Прохоров немного смущенно крякнул, полез в карман просторных, заправленных в сапоги, изукрашенных пятнами разного происхождения и расцветки, драных штанов и вытащил пачку папирос. Он курил «Север» — дешевую, суперкрепкую, набитую в короткие и довольно тонкие гильзы дрянь. Глебу вспомнилось, что в старые добрые времена такие вот папироски из-за небольших размеров называли «гвоздиками».
— Как тебе, понимаешь, объяснить, — озадаченно проворчал Степан Савельевич, чиркая спичкой о коробок. — Оборотни, не оборотни. Это, браток, вопрос тонкий.

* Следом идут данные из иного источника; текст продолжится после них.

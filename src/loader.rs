//! CSV ingest of raw pickup observations.

use anyhow::Result;
use std::fs::File;
use tracing::debug;

use crate::observation::Observation;

/// Reads observations from a headered CSV file with columns
/// `zone,date,hour,pickups` (dates in `YYYY-MM-DD`).
///
/// Parsing alone does not validate the domain contract; the aggregator
/// checks hour ranges and pickup signs before computing anything.
pub fn load_observations(path: &str) -> Result<Vec<Observation>> {
    let file = File::open(path)?;
    let mut rdr = csv::Reader::from_reader(file);

    let mut rows = Vec::new();
    for result in rdr.deserialize() {
        let record: Observation = result?;
        rows.push(record);
    }

    debug!(path, rows = rows.len(), "Observations loaded");
    Ok(rows)
}

#[cfg(test)]
mod tests {
    use super::*;
    use std::env;
    use std::fs;

    fn temp_path(name: &str) -> String {
        format!("{}/{}", env::temp_dir().display(), name)
    }

    #[test]
    fn test_load_observations_parses_rows() {
        let path = temp_path("taxi_demand_profiler_test_load.csv");
        fs::write(
            &path,
            "zone,date,hour,pickups\n\
             midtown,2015-01-15,8,1200\n\
             midtown,2015-01-15,9,900\n\
             harlem,2015-01-15,8,240\n",
        )
        .unwrap();

        let rows = load_observations(&path).unwrap();

        assert_eq!(rows.len(), 3);
        assert_eq!(rows[0].zone, "midtown");
        assert_eq!(rows[0].hour, 8);
        assert_eq!(rows[0].pickups, 1200);
        assert_eq!(rows[2].zone, "harlem");

        fs::remove_file(&path).unwrap();
    }

    #[test]
    fn test_load_observations_missing_file_errors() {
        let result = load_observations("/nonexistent/pickups.csv");
        assert!(result.is_err());
    }

    #[test]
    fn test_load_observations_bad_date_errors() {
        let path = temp_path("taxi_demand_profiler_test_bad_date.csv");
        fs::write(&path, "zone,date,hour,pickups\nmidtown,not-a-date,8,12\n").unwrap();

        let result = load_observations(&path);
        assert!(result.is_err());

        fs::remove_file(&path).unwrap();
    }
}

Четвертая по счету спичка наконец загорелась. Прохоров затянулся и выпустил из легких облако ядовитого, резко пахнущего дыма. Комары, что стайкой толклись перед его потным лицом, испуганно шарахнулись кто куда.
— Тут, понимаешь, какое дело, — с прежним смущением, будто опасаясь, что над ним станут смеяться, продолжал он, дуя дымом на спичку. — Это они сперва вроде оборотней были. А только потом приметили, что, как вернут себе человеческое обличье, так и стариться начинают — ну, как обычные люди, вроде нас с тобой. Да и несладко, знаешь, человеку в лесу-то, особенно зимой, в мороз да в пургу. И недобрые люди, опять же, — кто белку промышляет, кто золотишко. Могут ведь и стрельнуть, а человеческое тело пули боится, ему серебра не требуется — свинца с головой хватит. Вот они перекидываться-то и бросили. А потом хватились, попробовали — ан не получается! Видать, отца Митрофана чары вместе с его смертью развеялись, и в каком, значит, виде они, все трое, в это время были, в таком и до веку остались.